Work to be completed
From the records below, copy out each line that has the word "stance".

Collected data
++++
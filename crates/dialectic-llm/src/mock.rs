//! Mock LLM provider for testing

use async_trait::async_trait;
use std::sync::atomic::{AtomicUsize, Ordering};
use std::sync::Mutex;
use std::time::Duration;

use crate::envelope::{CompletionEnvelope, Usage};
use crate::provider::{LlmError, LlmProvider, LlmRequest};

/// A mock LLM provider that returns predefined responses.
///
/// Also records every request it receives and the highest number of requests
/// it saw in flight at once, so tests can assert on prompts and concurrency.
#[derive(Debug)]
pub struct MockProvider {
    /// Name of this mock
    pub name: String,
    /// Canned responses (cycles through them)
    responses: Vec<String>,
    /// Current response index
    index: AtomicUsize,
    /// Simulated latency in ms
    latency_ms: u64,
    /// Fail any request whose last user prompt contains this marker
    fail_marker: Option<String>,
    /// Fail every request
    always_fail: bool,
    in_flight: AtomicUsize,
    peak_in_flight: AtomicUsize,
    requests: Mutex<Vec<LlmRequest>>,
}

impl MockProvider {
    /// Create a new mock provider with given responses
    pub fn new(responses: Vec<String>) -> Self {
        Self {
            name: "mock".to_string(),
            responses,
            index: AtomicUsize::new(0),
            latency_ms: 10,
            fail_marker: None,
            always_fail: false,
            in_flight: AtomicUsize::new(0),
            peak_in_flight: AtomicUsize::new(0),
            requests: Mutex::new(Vec::new()),
        }
    }

    /// Create a mock that always returns the same response
    pub fn constant(response: &str) -> Self {
        Self::new(vec![response.to_string()])
    }

    /// Create a smart mock that answers debate, rebuttal and judging prompts
    pub fn smart() -> Self {
        let mut mock = Self::new(vec![]);
        mock.name = "smart-mock".to_string();
        mock
    }

    /// Create a mock whose every request fails
    pub fn failing() -> Self {
        let mut mock = Self::new(vec![]);
        mock.always_fail = true;
        mock
    }

    /// Fail requests whose last user prompt contains `marker`
    pub fn fail_on(mut self, marker: &str) -> Self {
        self.fail_marker = Some(marker.to_string());
        self
    }

    /// Set simulated latency
    pub fn with_latency(mut self, latency: Duration) -> Self {
        self.latency_ms = latency.as_millis() as u64;
        self
    }

    /// Number of requests received so far
    pub fn call_count(&self) -> usize {
        self.lock_requests().len()
    }

    /// Copy of every request received so far, in arrival order
    pub fn requests(&self) -> Vec<LlmRequest> {
        self.lock_requests().clone()
    }

    /// Last user prompt of every request received so far
    pub fn prompts(&self) -> Vec<String> {
        self.lock_requests()
            .iter()
            .filter_map(|r| r.last_user_prompt().map(str::to_string))
            .collect()
    }

    /// Highest number of concurrently running requests observed
    pub fn peak_concurrency(&self) -> usize {
        self.peak_in_flight.load(Ordering::SeqCst)
    }

    fn lock_requests(&self) -> std::sync::MutexGuard<'_, Vec<LlmRequest>> {
        self.requests.lock().unwrap_or_else(|e| e.into_inner())
    }

    fn should_fail(&self, request: &LlmRequest) -> bool {
        if self.always_fail {
            return true;
        }
        match (&self.fail_marker, request.last_user_prompt()) {
            (Some(marker), Some(prompt)) => prompt.contains(marker.as_str()),
            _ => false,
        }
    }

    fn generate_smart_response(&self, prompt: &str) -> String {
        let prompt_lower = prompt.to_lowercase();

        if prompt_lower.contains("impartial judge") {
            return "SCORES:\n\
                 Evidence Quality: 7/10\n\
                 Logical Consistency: 8/10\n\
                 Counterargument Handling: 6/10\n\
                 Clarity: 9/10\n\n\
                 EXPLANATIONS:\n\
                 Both sides cited evidence; Agent A tied it more closely to the claim.\n\n\
                 VERDICT: Agent A (supporting) presented the stronger case\n\
                 Agent A's evidence was more specific and better defended."
                .to_string();
        }

        if prompt_lower.contains("respond to the following argument") {
            return "Direct response: the argument overstates its evidence.\n\
                 New evidence: independent studies show mixed results.\n\
                 Logical challenge: correlation is presented as causation.\n\
                 Reinforcement: my original position stands."
                .to_string();
        }

        if prompt_lower.contains("your stance: supporting") {
            return "Main claim: the proposition holds.\n\
                 Supporting evidence: measured outcomes improved after adoption.\n\
                 Counterarguments: critics cite costs, which were offset by gains.\n\
                 Conclusion: the evidence favours the proposition."
                .to_string();
        }

        if prompt_lower.contains("your stance: opposing") {
            return "Main claim: the proposition does not hold.\n\
                 Supporting evidence: gains faded once external factors are controlled for.\n\
                 Counterarguments: early improvements were real but temporary.\n\
                 Conclusion: the evidence does not support the proposition."
                .to_string();
        }

        let preview: String = prompt.chars().take(50).collect();
        format!(
            "I understand you're asking about: \"{}\"\n\n\
             - The request has been processed\n\
             - Analysis complete",
            preview
        )
    }
}

struct InFlight<'a>(&'a AtomicUsize);

impl Drop for InFlight<'_> {
    fn drop(&mut self) {
        self.0.fetch_sub(1, Ordering::SeqCst);
    }
}

#[async_trait]
impl LlmProvider for MockProvider {
    fn name(&self) -> &str {
        &self.name
    }

    async fn is_available(&self) -> bool {
        true
    }

    async fn complete(&self, request: LlmRequest) -> Result<CompletionEnvelope, LlmError> {
        let current = self.in_flight.fetch_add(1, Ordering::SeqCst) + 1;
        let _guard = InFlight(&self.in_flight);
        self.peak_in_flight.fetch_max(current, Ordering::SeqCst);

        self.lock_requests().push(request.clone());

        // Simulate latency
        tokio::time::sleep(Duration::from_millis(self.latency_ms)).await;

        if self.should_fail(&request) {
            return Err(LlmError::RequestFailed("mock failure".to_string()));
        }

        let prompt = request.last_user_prompt().unwrap_or_default();
        let content = if self.responses.is_empty() {
            self.generate_smart_response(prompt)
        } else {
            // Cycle through canned responses
            let idx = self.index.fetch_add(1, Ordering::Relaxed);
            self.responses[idx % self.responses.len()].clone()
        };

        let usage = Usage {
            input_tokens: (prompt.len() / 4) as u32,
            output_tokens: (content.len() / 4) as u32,
        };
        Ok(CompletionEnvelope::from_text(&self.name, content).with_usage(usage))
    }
}

#[cfg(test)]
mod tests {
    use super::*;

    #[tokio::test]
    async fn test_mock_provider() {
        let mock = MockProvider::constant("Hello, world!");
        let response = mock.ask("test").await.unwrap();
        assert_eq!(response, "Hello, world!");
        assert_eq!(mock.call_count(), 1);
    }

    #[tokio::test]
    async fn test_smart_mock_judges() {
        let mock = MockProvider::smart();
        let response = mock
            .ask("You are serving as an impartial judge for the following debate")
            .await
            .unwrap();
        assert!(response.contains("VERDICT:"));
        assert!(response.contains("Evidence Quality: 7/10"));
    }

    #[tokio::test]
    async fn test_fail_marker() {
        let mock = MockProvider::constant("ok").fail_on("boom");
        assert!(mock.ask("fine").await.is_ok());
        assert!(matches!(
            mock.ask("this goes boom").await,
            Err(LlmError::RequestFailed(_))
        ));
        assert_eq!(mock.prompts(), vec!["fine".to_string(), "this goes boom".to_string()]);
    }

    #[tokio::test]
    async fn test_canned_responses_cycle() {
        let mock = MockProvider::new(vec!["one".into(), "two".into()]);
        assert_eq!(mock.ask("a").await.unwrap(), "one");
        assert_eq!(mock.ask("b").await.unwrap(), "two");
        assert_eq!(mock.ask("c").await.unwrap(), "one");
    }
}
++++
Task output
        if prompt_lower.contains("your stance: supporting") {
        if prompt_lower.contains("your stance: opposing") {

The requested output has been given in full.